The grande Swedish dame of song, now fifty, walked in as if she were going to teach us Alexander Technique not sing Gluck - all tall poise clothed in funky chic and sneakers - and when she sang 'Quel nouveau ciel' I melted into the first dawn and didn't really re-emerge into the night till she floated off after the concert sporting only slightly posher footwear, a lime green and orange flounce over white jeans and clutching pink roses.

Meeting our two Swedish sopranos from Mitridate by the river I asked them how it had felt to see her walk into our rehearsal the previous day. Was it like seeing Yo Yo or Steven or Pablo suddenly sitting there?

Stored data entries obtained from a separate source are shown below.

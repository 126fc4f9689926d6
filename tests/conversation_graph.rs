//! Conversation graph tests
//!
//! Drives full turns against scripted models, scripted search, and both
//! checkpoint backends.

use digital_twin::agent::recovery::INTERRUPTED_NOTICE;
use digital_twin::agent::{ConversationGraph, GraphState, ReasoningStep};
use digital_twin::core::{Message, Role, Snippet, ThreadId, ToolCall, TwinError};
use digital_twin::llm::LLMResponse;
use digital_twin::store::{CheckpointStore, FileStore, MemoryStore};
use digital_twin::testing::{FailingStore, ScriptedLlm, ScriptedSearch};
use digital_twin::tools::{ToolRegistry, SEARCH_TOOL};
use futures::StreamExt;
use serde_json::json;
use std::sync::Arc;
use std::time::Duration;
use tokio_test::{assert_err, assert_ok};

const DIRECTIVE: &str = "You are Ana's digital twin. Answer as Ana would.";

/// Test harness wiring scripted collaborators into a graph
struct Harness {
    llm: Arc<ScriptedLlm>,
    search: Arc<ScriptedSearch>,
    graph: ConversationGraph,
}

impl Harness {
    fn new() -> Self {
        Self::with_store(Arc::new(MemoryStore::new()))
    }

    fn with_store(store: Arc<dyn CheckpointStore>) -> Self {
        Self::build(Arc::new(ScriptedLlm::new()), store)
    }

    fn build(llm: Arc<ScriptedLlm>, store: Arc<dyn CheckpointStore>) -> Self {
        Self::build_with_search(llm, store, Arc::new(ScriptedSearch::new()))
    }

    fn build_with_search(
        llm: Arc<ScriptedLlm>,
        store: Arc<dyn CheckpointStore>,
        search: Arc<ScriptedSearch>,
    ) -> Self {
        let mut tools = ToolRegistry::new(2, Some(Duration::from_secs(5)));
        tools.register_search(SEARCH_TOOL, search.clone());

        let reasoning = ReasoningStep::new(llm.clone()).with_retry_delay(Duration::ZERO);
        let graph = ConversationGraph::new(store, reasoning, Arc::new(tools))
            .with_directive(Some(DIRECTIVE.to_string()));

        Self { llm, search, graph }
    }

    fn with_cap(mut self, cap: usize) -> Self {
        self.graph = self.graph.with_max_round_trips(cap);
        self
    }
}

fn roles(history: &[Message]) -> Vec<Role> {
    history.iter().map(Message::role).collect()
}

fn feedzai_snippet() -> Snippet {
    Snippet::new(
        "Feedzai",
        "https://feedzai.com",
        "Feedzai builds risk management tools for fraud prevention.",
    )
}

#[tokio::test]
async fn test_direct_answer() {
    let h = Harness::new();
    h.llm.queue_answer("I'm a backend engineer.");
    let thread = ThreadId::from("direct");

    let output = assert_ok!(h.graph.run_turn(&thread, "What do you do?").await);

    assert_eq!(output.answers, vec!["I'm a backend engineer.".to_string()]);
    assert_eq!(
        roles(&output.history),
        vec![Role::System, Role::Human, Role::Ai]
    );
    assert_eq!(output.history[0].content(), Some(DIRECTIVE));
    assert_eq!(output.round_trips, 0);
    assert!(h.search.recorded_queries().is_empty());
}

#[tokio::test]
async fn test_single_search_round_trip() {
    let h = Harness::new();
    h.llm
        .queue_tool_call("call_1", SEARCH_TOOL, json!({"query": "Feedzai"}));
    h.llm.queue_answer("At Feedzai I worked on fraud detection.");
    h.search.queue_snippets(vec![feedzai_snippet()]);
    let thread = ThreadId::from("search");

    let output = assert_ok!(
        h.graph
            .run_turn(&thread, "What did you work on at Feedzai?")
            .await
    );

    assert_eq!(
        roles(&output.history),
        vec![
            Role::System,
            Role::Human,
            Role::Ai,
            Role::Tool,
            Role::Ai
        ]
    );
    assert_eq!(output.answers.len(), 1);
    assert_eq!(output.round_trips, 1);
    assert_eq!(h.search.recorded_queries(), vec!["Feedzai".to_string()]);

    let Message::Tool {
        call_id, content, ..
    } = &output.history[3]
    else {
        panic!("expected tool message");
    };
    assert_eq!(call_id, "call_1");
    assert!(content.contains("fraud prevention"));

    // The second reasoning call sees the tool result
    let requests = h.llm.recorded_requests();
    assert_eq!(requests.len(), 2);
    assert_eq!(requests[1].messages.len(), 4);
}

#[tokio::test]
async fn test_tool_failure_is_fed_back() {
    let h = Harness::new();
    h.llm
        .queue_tool_call("call_1", SEARCH_TOOL, json!({"query": "Feedzai"}));
    h.llm.queue_answer("I couldn't look that up, but I can tell you from memory.");
    h.search.queue_error("upstream returned 503");
    let thread = ThreadId::from("tool-error");

    let output = assert_ok!(h.graph.run_turn(&thread, "Tell me about Feedzai").await);

    let tool_content = output.history[3].content().unwrap_or_default();
    assert!(tool_content.starts_with("Error:"));
    assert!(tool_content.contains("upstream returned 503"));
    assert_eq!(output.answers.len(), 1);
}

#[tokio::test]
async fn test_tool_batch_keeps_request_order() {
    let h = Harness::new();
    h.llm.queue(Ok(LLMResponse::tools(vec![
        ToolCall::new("a", SEARCH_TOOL, json!({"query": "Feedzai"})),
        ToolCall::new("b", SEARCH_TOOL, json!({"query": "Talkdesk"})),
    ])));
    h.llm.queue_answer("Feedzai yes, Talkdesk I couldn't check.");
    h.search.queue_snippets(vec![feedzai_snippet()]);
    h.search.queue_error("boom");
    let thread = ThreadId::from("batch");

    let output = assert_ok!(h.graph.run_turn(&thread, "Where have you worked?").await);

    assert_eq!(
        roles(&output.history),
        vec![
            Role::System,
            Role::Human,
            Role::Ai,
            Role::Tool,
            Role::Tool,
            Role::Ai
        ]
    );
    assert_eq!(output.round_trips, 1);

    let results: Vec<(&str, &str)> = output.history[3..5]
        .iter()
        .map(|m| match m {
            Message::Tool {
                call_id, content, ..
            } => (call_id.as_str(), content.as_str()),
            other => panic!("expected tool message, got {:?}", other),
        })
        .collect();
    assert_eq!(results[0].0, "a");
    assert_eq!(results[1].0, "b");
    assert!(!results[0].1.starts_with("Error:"));
    assert!(results[0].1.contains("fraud prevention"));
    assert!(results[1].1.starts_with("Error:"));
    assert!(results[1].1.contains("boom"));
}

#[tokio::test]
async fn test_dropped_stream_leaves_no_partial_batch() {
    let llm = Arc::new(ScriptedLlm::new());
    let search = Arc::new(ScriptedSearch::new().with_delay(Duration::from_secs(60)));
    let h = Harness::build_with_search(llm, Arc::new(MemoryStore::new()), search);
    h.llm
        .queue_tool_call("call_1", SEARCH_TOOL, json!({"query": "Feedzai"}));
    let thread = ThreadId::from("cancelled");

    let mut events = h.graph.stream_turn(&thread, "before");
    let first = assert_ok!(events.next().await.expect("first event"));
    assert_eq!(first.state, GraphState::InvokingTool);

    // The search is still sleeping when the caller gives up
    let pending = tokio::time::timeout(Duration::from_millis(50), events.next()).await;
    assert!(pending.is_err());
    drop(events);

    let history = assert_ok!(h.graph.history(&thread).await);
    assert_eq!(roles(&history), vec![Role::System, Role::Human, Role::Ai]);

    h.llm.queue_answer("after");
    let output = assert_ok!(h.graph.run_turn(&thread, "still there?").await);
    assert_eq!(
        roles(&output.history),
        vec![
            Role::System,
            Role::Human,
            Role::Ai,
            Role::Tool,
            Role::Human,
            Role::Ai
        ]
    );
    assert_eq!(output.history[3].content(), Some(INTERRUPTED_NOTICE));
    assert_eq!(output.answers, vec!["after".to_string()]);
}

#[tokio::test]
async fn test_directive_inserted_once() {
    let h = Harness::new();
    let thread = ThreadId::from("multi");

    for question in ["first", "second", "third"] {
        h.llm.queue_answer(&format!("answer to {}", question));
        assert_ok!(h.graph.run_turn(&thread, question).await);
    }

    let history = assert_ok!(h.graph.history(&thread).await);
    let systems = history.iter().filter(|m| m.is_system()).count();
    assert_eq!(systems, 1);
    assert!(history[0].is_system());
    assert_eq!(history.len(), 7);
}

#[tokio::test]
async fn test_history_only_grows() {
    let h = Harness::new();
    let thread = ThreadId::from("prefix");

    h.llm.queue_answer("one");
    let first = assert_ok!(h.graph.run_turn(&thread, "q1").await).history;

    h.llm
        .queue_tool_call("call_1", SEARCH_TOOL, json!({"query": "q2"}));
    h.llm.queue_answer("two");
    let second = assert_ok!(h.graph.run_turn(&thread, "q2").await).history;

    assert!(second.len() > first.len());
    assert_eq!(&second[..first.len()], &first[..]);

    // The full prior history is sent on the next turn
    let requests = h.llm.recorded_requests();
    assert_eq!(&requests[1].messages[..first.len()], &first[..]);
}

#[tokio::test]
async fn test_loop_limit_aborts_turn() {
    let call = ToolCall::new("call_1", SEARCH_TOOL, json!({"query": "again"}));
    let llm = Arc::new(ScriptedLlm::repeating(LLMResponse::tools(vec![call])));
    let h = Harness::build(llm, Arc::new(MemoryStore::new())).with_cap(2);
    let thread = ThreadId::from("looping");

    let err = assert_err!(h.graph.run_turn(&thread, "loop forever").await);
    assert!(matches!(err, TwinError::LoopLimitExceeded(2)));
    assert_eq!(h.llm.request_count(), 3);

    // The over-limit request is not committed, so no call is left open
    let history = assert_ok!(h.graph.history(&thread).await);
    assert_eq!(
        roles(&history),
        vec![
            Role::System,
            Role::Human,
            Role::Ai,
            Role::Tool,
            Role::Ai,
            Role::Tool
        ]
    );
}

#[tokio::test]
async fn test_reasoning_failure_keeps_human_message() {
    let h = Harness::new();
    h.llm
        .queue_error(TwinError::llm_fatal("invalid api key"));
    let thread = ThreadId::from("unavailable");

    let err = assert_err!(h.graph.run_turn(&thread, "hello?").await);
    assert!(matches!(err, TwinError::ReasoningUnavailable(_)));

    let history = assert_ok!(h.graph.history(&thread).await);
    assert_eq!(roles(&history), vec![Role::System, Role::Human]);

    // The thread stays usable
    h.llm.queue_answer("Hi!");
    let output = assert_ok!(h.graph.run_turn(&thread, "hello again").await);
    assert_eq!(
        roles(&output.history),
        vec![Role::System, Role::Human, Role::Human, Role::Ai]
    );
}

#[tokio::test]
async fn test_transient_failures_are_retried() {
    let h = Harness::new();
    h.llm
        .queue_error(TwinError::llm_transient("429 Too Many Requests"));
    h.llm.queue_answer("Sorry for the wait.");

    let output = assert_ok!(h.graph.run_turn(&ThreadId::from("retry"), "hi").await);
    assert_eq!(output.answers, vec!["Sorry for the wait.".to_string()]);
    assert_eq!(h.llm.request_count(), 2);
}

#[tokio::test]
async fn test_persistence_failure_aborts_turn() {
    let h = Harness::with_store(Arc::new(FailingStore::failing_after(1)));
    h.llm.queue_answer("never stored");
    let thread = ThreadId::from("flaky-store");

    let err = assert_err!(h.graph.run_turn(&thread, "hello").await);
    assert!(matches!(err, TwinError::Persistence(_)));

    let history = assert_ok!(h.graph.history(&thread).await);
    assert_eq!(roles(&history), vec![Role::System, Role::Human]);
}

#[tokio::test]
async fn test_resume_adds_nothing() {
    let h = Harness::new();
    h.llm.queue_answer("hello");
    let thread = ThreadId::from("resume");
    assert_ok!(h.graph.run_turn(&thread, "hi").await);

    let resumed = assert_ok!(h.graph.resume(&thread).await);
    assert!(resumed.answers.is_empty());
    assert_eq!(resumed.history.len(), 3);
    assert_eq!(h.llm.request_count(), 1);
}

#[tokio::test]
async fn test_interrupted_batch_is_closed() {
    let store = Arc::new(MemoryStore::new());
    let thread = ThreadId::from("interrupted");
    let call = ToolCall::new("call_1", SEARCH_TOOL, json!({"query": "Feedzai"}));
    assert_ok!(
        store
            .append(
                &thread,
                &[
                    Message::system(DIRECTIVE),
                    Message::human("What did you do at Feedzai?"),
                    Message::tool_request(vec![call]),
                ],
            )
            .await
    );

    let h = Harness::with_store(store);
    h.llm.queue_answer("Let me answer directly.");

    let output = assert_ok!(h.graph.run_turn(&thread, "Are you still there?").await);

    assert_eq!(
        roles(&output.history),
        vec![
            Role::System,
            Role::Human,
            Role::Ai,
            Role::Tool,
            Role::Human,
            Role::Ai
        ]
    );
    assert_eq!(output.history[3].content(), Some(INTERRUPTED_NOTICE));
    assert_eq!(
        output.history.iter().filter(|m| m.is_system()).count(),
        1
    );
}

#[tokio::test]
async fn test_concurrent_turns_on_one_thread_serialize() {
    let llm = Arc::new(ScriptedLlm::new().with_delay(Duration::from_millis(20)));
    llm.queue_answer("first answer");
    llm.queue_answer("second answer");
    let h = Harness::build(llm, Arc::new(MemoryStore::new()));
    let thread = ThreadId::from("shared");

    let (a, b) = tokio::join!(
        h.graph.run_turn(&thread, "question a"),
        h.graph.run_turn(&thread, "question b"),
    );
    assert_ok!(a);
    assert_ok!(b);

    let history = assert_ok!(h.graph.history(&thread).await);
    assert_eq!(
        roles(&history),
        vec![
            Role::System,
            Role::Human,
            Role::Ai,
            Role::Human,
            Role::Ai
        ]
    );
}

#[tokio::test]
async fn test_threads_are_isolated() {
    let h = Harness::new();
    h.llm.queue_answer("to alice");
    h.llm.queue_answer("to bob");

    let alice = ThreadId::from("alice");
    let bob = ThreadId::from("bob");
    assert_ok!(h.graph.run_turn(&alice, "hi from alice").await);
    let output = assert_ok!(h.graph.run_turn(&bob, "hi from bob").await);

    assert_eq!(output.history.len(), 3);
    assert_eq!(output.history[1].content(), Some("hi from bob"));

    let mut threads = assert_ok!(h.graph.threads().await);
    threads.sort_by(|a, b| a.as_str().cmp(b.as_str()));
    assert_eq!(threads, vec![alice, bob]);
}

#[tokio::test]
async fn test_file_store_survives_restart() {
    let dir = tempfile::tempdir().unwrap();
    let thread = ThreadId::from("persisted");

    {
        let store = Arc::new(assert_ok!(FileStore::open(dir.path())));
        let h = Harness::with_store(store);
        h.llm.queue_answer("first");
        assert_ok!(h.graph.run_turn(&thread, "one").await);
    }

    let store = Arc::new(assert_ok!(FileStore::open(dir.path())));
    let h = Harness::with_store(store);
    h.llm.queue_answer("second");
    let output = assert_ok!(h.graph.run_turn(&thread, "two").await);

    assert_eq!(
        roles(&output.history),
        vec![
            Role::System,
            Role::Human,
            Role::Ai,
            Role::Human,
            Role::Ai
        ]
    );
    // The restarted graph sent the persisted history to the model
    assert_eq!(h.llm.recorded_requests()[0].messages.len(), 4);
}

"Nah" they replied in thick clad Fjordlish "we have both worked with her and she is so supportive."

And in that moment it clicked: Anne-Sophie changed the course of it all. Rather than the Grande Dame she is more like the Women's Lib of song. Before her it was all blubber and wobble and frills. It was she who paired the Diva down, allowed her to be tall and slim and pregnant, to wear comfortable and offbeat clothes and, above all, to stop all that bloody vibrato and sing in time; it was she who made it possible to be a singer and a human being, but above all a singing musician.

This star shines on through her proteges and, sitting in the pit in a revamped electricity warehouse in Bremen's docks together with two generations of Swedish songstresses , I knew that, due to her, opera would never be the same again.

(Thank God, as I had had enough of holding my arm up at the end of a note for three hours thinking "Get a bloody move on" whilst the diva lurched between two pitches to her ego's content.)

3 Comments:

Blogger Zinnia Cyclamen said...

I love your views on divas, they always make me laugh. I'm going to Bremen in Nov, is it nice? (NB: you might want to enable the blogger read-the-word thingy to prevent spam commenting like the one above, it's on the blogger home page.)

9:20 PM  
Anonymous Anonymous said...

The administration has taken steps - will move it all over to Wordpress or maybe textpattern when the corporation gets a moment

9:47 PM  
Blogger Dale said...

I was laughing so much I had to read this aloud to Martha, who is now laughing too.